A crise humanitária agravou-se, com 7,1 milhões de deslocados internos e 1,2 milhões de refugiados. A violência sexual, usada como arma de guerra, persiste, com 200 casos reportados em Goma desde janeiro, segundo a Amnistia Internacional. O controlo do M23 sobre o aeroporto de Goma restringe o acesso humanitário, dificultando a entrega de ajuda essencial.

Resposta do M23 ao Acordo:

O M23 rejeitou categoricamente o acordo, considerando-o ilegítimo por excluir as suas lideranças das negociações de Washington.
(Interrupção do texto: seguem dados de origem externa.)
//! Engine-level errors.

use thiserror::Error;
use tickflow_types::error::{JsonError, QueueError, StoreError};
use uuid::Uuid;

/// Errors surfaced by the engine's own operations (as opposed to workflow
/// failures, which travel as [`JsonError`] values inside run results).
#[derive(Debug, Error)]
pub enum EngineError {
    #[error(transparent)]
    Store(#[from] StoreError),

    #[error(transparent)]
    Queue(#[from] QueueError),

    #[error("unknown workflow '{0}'")]
    UnknownWorkflow(String),

    #[error("run {0} not found")]
    RunNotFound(Uuid),

    #[error("run failed: {0}")]
    RunFailed(JsonError),

    #[error("internal engine error: {0}")]
    Internal(String),
}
Em comunicado de 2 de julho, Corneille Nangaa, líder da Aliança do Rio Congo (AFC), exigiu diálogo directo com Kinshasa e garantias para os Tutsis congoleses, mantendo a administração paralela e desafiando o compromisso de desarmamento previsto no acordo.

Posição de Ruanda:

Apesar de assinar o acordo, Kigali não reconheceu explicitamente o apoio ao M23, e a ausência de menção directa às tropas ruandesas (estimadas em 3.000-7.000), alimenta suspeitas de que Ruanda manterá influência indireta sobre o grupo rebelde. Olivier Nduhungirehe, em declarações a 3 de julho, condicionou a implementação à neutralização das FDLR.

Resposta da RDC:

Já o governo congolês, apresenta o acordo como um passo para restaurar a soberania, mas enfrenta críticas internas por ceder à pressão internacional sem garantias concretas. O acordo foi assinado “pensando nos compatriotas do leste”, prometendo proteção e retorno de deslocados. Contudo, a incapacidade das Forças Armadas da RDC (FARDC) para conter o M23, aliada à dependência de milícias Wazalendo e à fragmentação interna, limita a credibilidade do governo. Os protestos em Kinshasa, exigem acções mais robustas contra o M23 e a retirada imediata de tropas ruandesas.

Ânimos e Reações:

No Ruanda, o governo celebra o acordo como uma vitória diplomática que neutraliza as FDLR e reduz a pressão por sanções. Sectores Tutsis, porém, defendem o apoio ao M23 para proteger interesses étnicos. Internacionalmente, os EUA destacam o acordo como uma conquista. A UA e a CEEAC apoiam, mas lamentam a dependência de mediadores externos. A MONUSCO enfrenta dificuldades para monitorar a implementação, conforme alertou Bintou Keita.

Dinâmicas Geopolíticas

Os EUA buscam contrabalançar a influência chinesa, que controla 70% da mineração de cobalto na RDC. A retórica de Trump, com ameaças de “penalidades severas”, sugere coerção, mas a falta de sanções claras limita a eficácia. O Qatar, mediador de conversações com o M23 em Doha, não obteve progressos. Ruanda beneficia diplomaticamente, mas mantém influência sobre o M23, enquanto a RDC enfrenta fragilidades internas, com um exército subfinanciado e dependência de milícias. A retirada da SADC (maio de 2025) e a redução da MONUSCO agravam a vulnerabilidade, com 1,2 milhões de refugiados ameaçando a estabilidade regional.

Limitações do Acordo

A exclusão do M23 é o principal obstáculo, tornando o desarmamento inviável. O Mecanismo Conjunto de Coordenação de Segurança, previsto para 27 de julho, carece de clareza sobre financiamento e sanções. A ausência de medidas para responsabilizar violações de direitos humanos perpetua a impunidade. Os interesses dos EUA em minerais levantam temores de neocolonialismo. Travar o M23 não resolve as raízes do conflito, com mais de 100 grupos armados, corrupção e desigualdade.

Perspectivas
1. Incluir o M23 em diálogo mediado pela UA ou Qatar.
2. Fortalecer o Mecanismo Conjunto com observadores independentes.
3. Criar um tribunal regional para atrocidades.
4. Garantir transparência na exploração mineral.
5. Reforçar o papel da UA e CEEAC.

Conclusão

Uma semana após o acordo, o ceticismo prevalece. O M23 rejeita o documento, Ruanda mantém ambiguidades, e a RDC enfrenta fragilidades. Travar o M23 não basta, dado o envolvimento de outros grupos, como as ADF, e questões estruturais como corrupção e exploração de recursos. Sem diálogo inclusivo, justiça e gestão equitativa, a paz será elusiva.